Vielleicht hilft es ja, auf den entsprechenden Chip einen Kühlkörper (oder evtl. extra Lüfter) zu setzen.
Es gibt auch Kälte-Sprays (im Elektronikfachhandel), womit man den Chip bei Überhitzung kühlen könnte.

Die billigste und einfachste Lösung ist aber immer noch, den Rechner auszuschalten und abkühlen zu lassen. 

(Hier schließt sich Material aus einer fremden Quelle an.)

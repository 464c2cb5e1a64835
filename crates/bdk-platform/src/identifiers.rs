//! Backend identity
//!
//! - [`BackendIdentifier`]: namespace, name and deployment type of one backend
//! - [`StableBackendIdentifiers`]: deterministic hashes derived from that identity,
//!   used wherever a value must be globally unique (OAuth domain prefixes,
//!   physical resource ids)

use serde::{Deserialize, Serialize};
use sha2::{Digest, Sha256};

/// Length of the hex encoded stable backend hash
pub const STABLE_BACKEND_HASH_LENGTH: usize = 20;

/// How a backend is deployed
#[derive(Debug, Clone, Copy, PartialEq, Eq, Hash, Serialize, Deserialize, Default)]
#[serde(rename_all = "lowercase")]
pub enum DeploymentType {
    /// Per-developer iterative deployment
    #[default]
    Sandbox,
    /// Pipeline deployment of a source branch
    Branch,
}

impl DeploymentType {
    /// Lowercase name used in paths and stack names
    #[inline]
    #[must_use]
    pub fn as_str(self) -> &'static str {
        match self {
            Self::Sandbox => "sandbox",
            Self::Branch => "branch",
        }
    }
}

impl std::fmt::Display for DeploymentType {
    fn fmt(&self, f: &mut std::fmt::Formatter<'_>) -> std::fmt::Result {
        f.write_str(self.as_str())
    }
}

/// Identity of one backend deployment
#[derive(Debug, Clone, PartialEq, Eq, Hash, Serialize, Deserialize)]
pub struct BackendIdentifier {
    /// Project or app identifier
    pub namespace: String,
    /// Sandbox owner or branch name
    pub name: String,
    /// Deployment type
    #[serde(rename = "type")]
    pub deployment_type: DeploymentType,
}

impl BackendIdentifier {
    /// Identifier of a sandbox backend
    #[must_use]
    pub fn sandbox(namespace: impl Into<String>, name: impl Into<String>) -> Self {
        Self {
            namespace: namespace.into(),
            name: name.into(),
            deployment_type: DeploymentType::Sandbox,
        }
    }

    /// Identifier of a branch backend
    #[must_use]
    pub fn branch(app_id: impl Into<String>, branch_name: impl Into<String>) -> Self {
        Self {
            namespace: app_id.into(),
            name: branch_name.into(),
            deployment_type: DeploymentType::Branch,
        }
    }

    /// Parameter-store path segment for this backend
    #[must_use]
    pub fn to_parameter_path(&self) -> String {
        format!("{}/{}-{}", self.namespace, self.name, self.deployment_type)
    }

    /// Name of the root stack that holds this backend
    #[must_use]
    pub fn to_stack_name(&self) -> String {
        format!(
            "amplify-{}-{}-{}",
            self.namespace, self.name, self.deployment_type
        )
    }
}

impl std::fmt::Display for BackendIdentifier {
    fn fmt(&self, f: &mut std::fmt::Formatter<'_>) -> std::fmt::Result {
        write!(f, "{}/{}/{}", self.namespace, self.name, self.deployment_type)
    }
}

/// Deterministic identifiers derived from a [`BackendIdentifier`]
#[derive(Debug, Clone)]
pub struct StableBackendIdentifiers {
    backend_identifier: BackendIdentifier,
    hash: String,
}

impl StableBackendIdentifiers {
    /// Derive identifiers for a backend
    #[must_use]
    pub fn new(backend_identifier: BackendIdentifier) -> Self {
        let hash = digest_hex(&[
            backend_identifier.namespace.as_bytes(),
            backend_identifier.name.as_bytes(),
            backend_identifier.deployment_type.as_str().as_bytes(),
        ]);
        Self {
            backend_identifier,
            hash,
        }
    }

    /// Stable, lowercase hex hash of the backend identity
    #[inline]
    #[must_use]
    pub fn get_stable_backend_hash(&self) -> &str {
        &self.hash
    }

    /// Stable id for a named resource within this backend
    #[must_use]
    pub fn resource_id(&self, resource_name: &str) -> String {
        digest_hex(&[self.hash.as_bytes(), resource_name.as_bytes()])
    }

    /// Backend these identifiers were derived from
    #[inline]
    #[must_use]
    pub fn backend_identifier(&self) -> &BackendIdentifier {
        &self.backend_identifier
    }
}

fn digest_hex(parts: &[&[u8]]) -> String {
    let mut hasher = Sha256::new();
    for part in parts {
        hasher.update(part);
        hasher.update([0u8]);
    }
    let mut encoded = hex::encode(hasher.finalize());
    encoded.truncate(STABLE_BACKEND_HASH_LENGTH);
    encoded
}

als erstes würde ich aber mal herausfinden, ob das der wirkliche Grund ist ... vielleicht ist ja auch ein Chip defekt.

Gruß
Dunsti


----------



## denfao (29. Juli 2001)

*mmh*

wie mache ich das?wie finde ich raus on der ko is?


----------



## Dunsti (29. Juli 2001)

hmmm ... schwierig 

Ich würde so vorgehen: Frag mal beim Hersteller des Rechners (bzw. des Motherboards), ob dieses Problem mit der Maus bekannt ist. Vielleicht bietet er Dir sogar Hilfe an, was Du machen kannst.
Wenn nicht ist Eigeninitiative gefragt. Zunächst mal müsstest Du wissen, welcher Chip der Controller für die Maus ist. Das findest Du am einfachsten (und fast nur) heraus, wenn Du den Hersteller des Motherboards fragst.
Wenn das Problem mit der Maus auftritt bearbeitest Du diesen Chip mit Kältespray (gibts wie gesagt im Elektronikfachhandel). Dann sollte das Problem weggehen.
Wenn nicht, dann liegt das Problem doch irgendwo anders. 

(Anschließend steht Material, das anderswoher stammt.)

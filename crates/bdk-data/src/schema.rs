//! Schema scanning
//!
//! Only what resource wiring needs is read from the schema text: model
//! type names and the functions referenced by `@function` directives.

use once_cell::sync::Lazy;
use regex::Regex;

static MODEL: Lazy<Regex> =
    Lazy::new(|| Regex::new(r"type\s+(\w+)\s*@model\b").expect("model regex is valid"));
static FUNCTION_DIRECTIVE: Lazy<Regex> = Lazy::new(|| {
    Regex::new(r#"@function\(\s*name:\s*"([^"]+)"\s*\)"#).expect("function directive regex is valid")
});

/// Model type names, in schema order
#[must_use]
pub fn model_names(schema: &str) -> Vec<String> {
    MODEL.captures_iter(schema).map(|c| c[1].to_string()).collect()
}

/// Names referenced by `@function(name: "...")`, deduplicated in schema order
#[must_use]
pub fn function_references(schema: &str) -> Vec<String> {
    let mut names: Vec<String> = Vec::new();
    for captures in FUNCTION_DIRECTIVE.captures_iter(schema) {
        let name = captures[1].to_string();
        if !names.contains(&name) {
            names.push(name);
        }
    }
    names
}

#[cfg(test)]
mod tests {
    use super::*;

    const SCHEMA: &str = r#"
        type Blog @model {
          title: String
        }

        type ImportedModel @model(timestamps: null) {
          description: String
        }

        type Query {
          echo(message: String!): String! @function(name: "echo")
          echoAgain(message: String!): String! @function(name: "echo")
        }
    "#;

    #[test]
    fn finds_models() {
        assert_eq!(model_names(SCHEMA), vec!["Blog", "ImportedModel"]);
    }

    #[test]
    fn finds_function_references_once() {
        assert_eq!(function_references(SCHEMA), vec!["echo"]);
    }
}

Das Problem dabei ist , daß Du in Deinem Rechner "rumfummeln" müsstest, was sich nicht jeder zutraut, weil man evtl. ja was kaputt machen könnte.
Tatsache ist aber, daß da im Normalfall nix kaputt geht, wenn man ein wenig vorsichtig ist. Außerdem lernt man mal das "Innenleben" seines Rechners kennen.

Wenn das Problem erkannt ist, kann man weitere Schritte unternehmen (z.B. den Chip mit einem Kühlkörper bestücken, falls das Problem die Wärme ist)

Hoffe das hilft etwas. 

Gruß
Dunsti

P.S.: hab den Thread mal ins Hardware-Forum verschoben.


----------